___ Source information ___

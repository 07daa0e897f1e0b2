//! Configuration validation module
//!
//! This module provides validation functions for application configuration
//! to ensure all required settings are properly configured.

use crate::utils::errors::{JoinMyError, Result};
use super::Settings;

/// Validate all configuration settings
pub fn validate_settings(settings: &Settings) -> Result<()> {
    validate_database_config(&settings.database)?;
    validate_geo_config(&settings.geo)?;
    validate_logging_config(&settings.logging)?;

    Ok(())
}

/// Validate database configuration
fn validate_database_config(config: &super::DatabaseConfig) -> Result<()> {
    if config.url.is_empty() {
        return Err(JoinMyError::Config(
            "Database URL is required".to_string()
        ));
    }

    if config.max_connections == 0 {
        return Err(JoinMyError::Config(
            "Max connections must be greater than 0".to_string()
        ));
    }

    if config.min_connections > config.max_connections {
        return Err(JoinMyError::Config(
            "Min connections cannot be greater than max connections".to_string()
        ));
    }

    Ok(())
}

/// Validate geo lookup configuration
fn validate_geo_config(config: &super::GeoConfig) -> Result<()> {
    if config.geocoding_url.is_empty() {
        return Err(JoinMyError::Config(
            "Geocoding URL is required".to_string()
        ));
    }

    if config.forecast_url.is_empty() {
        return Err(JoinMyError::Config(
            "Forecast URL is required".to_string()
        ));
    }

    if config.timeout_seconds == 0 {
        return Err(JoinMyError::Config(
            "Lookup timeout must be greater than 0".to_string()
        ));
    }

    Ok(())
}

/// Validate logging configuration
fn validate_logging_config(config: &super::LoggingConfig) -> Result<()> {
    if config.level.is_empty() {
        return Err(JoinMyError::Config(
            "Log level is required".to_string()
        ));
    }

    let valid_levels = ["trace", "debug", "info", "warn", "error"];
    if !valid_levels.contains(&config.level.as_str()) {
        return Err(JoinMyError::Config(
            format!("Invalid log level: {}. Valid levels: {:?}", config.level, valid_levels)
        ));
    }

    Ok(())
}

___

What the task requires – Output the entries above in their entirety, exactly as written.

Your solution –
repository 07daa0e897f1e0b2
//! Configuration validation module
//!
//! This module provides validation functions for application configuration
//! to ensure all required settings are properly configured.

use crate::utils::errors::{JoinMyError, Result};
use super::Settings;

/// Validate all configuration settings
pub fn validate_settings(settings: &Settings) -> Result<()> {
    validate_database_config(&settings.database)?;
    validate_geo_config(&settings.geo)?;
    validate_logging_config(&settings.logging)?;

    Ok(())
}

/// Validate database configuration
fn validate_database_config(config: &super::DatabaseConfig) -> Result<()> {
    if config.url.is_empty() {
        return Err(JoinMyError::Config(
            "Database URL is required".to_string()
        ));
    }

    if config.max_connections == 0 {
        return Err(JoinMyError::Config(
            "Max connections must be greater than 0".to_string()
        ));
    }

    if config.min_connections > config.max_connections {
        return Err(JoinMyError::Config(
            "Min connections cannot be greater than max connections".to_string()
        ));
    }

    Ok(())
}

/// Validate geo lookup configuration
fn validate_geo_config(config: &super::GeoConfig) -> Result<()> {
    if config.geocoding_url.is_empty() {
        return Err(JoinMyError::Config(
            "Geocoding URL is required".to_string()
        ));
    }

    if config.forecast_url.is_empty() {
        return Err(JoinMyError::Config(
            "Forecast URL is required".to_string()
        ));
    }

    if config.timeout_seconds == 0 {
        return Err(JoinMyError::Config(
            "Lookup timeout must be greater than 0".to_string()
        ));
    }

    Ok(())
}

/// Validate logging configuration
fn validate_logging_config(config: &super::LoggingConfig) -> Result<()> {
    if config.level.is_empty() {
        return Err(JoinMyError::Config(
            "Log level is required".to_string()
        ));
    }

    let valid_levels = ["trace", "debug", "info", "warn", "error"];
    if !valid_levels.contains(&config.level.as_str()) {
        return Err(JoinMyError::Config(
            format!("Invalid log level: {}. Valid levels: {:?}", config.level, valid_levels)
        ));
    }

    Ok(())
}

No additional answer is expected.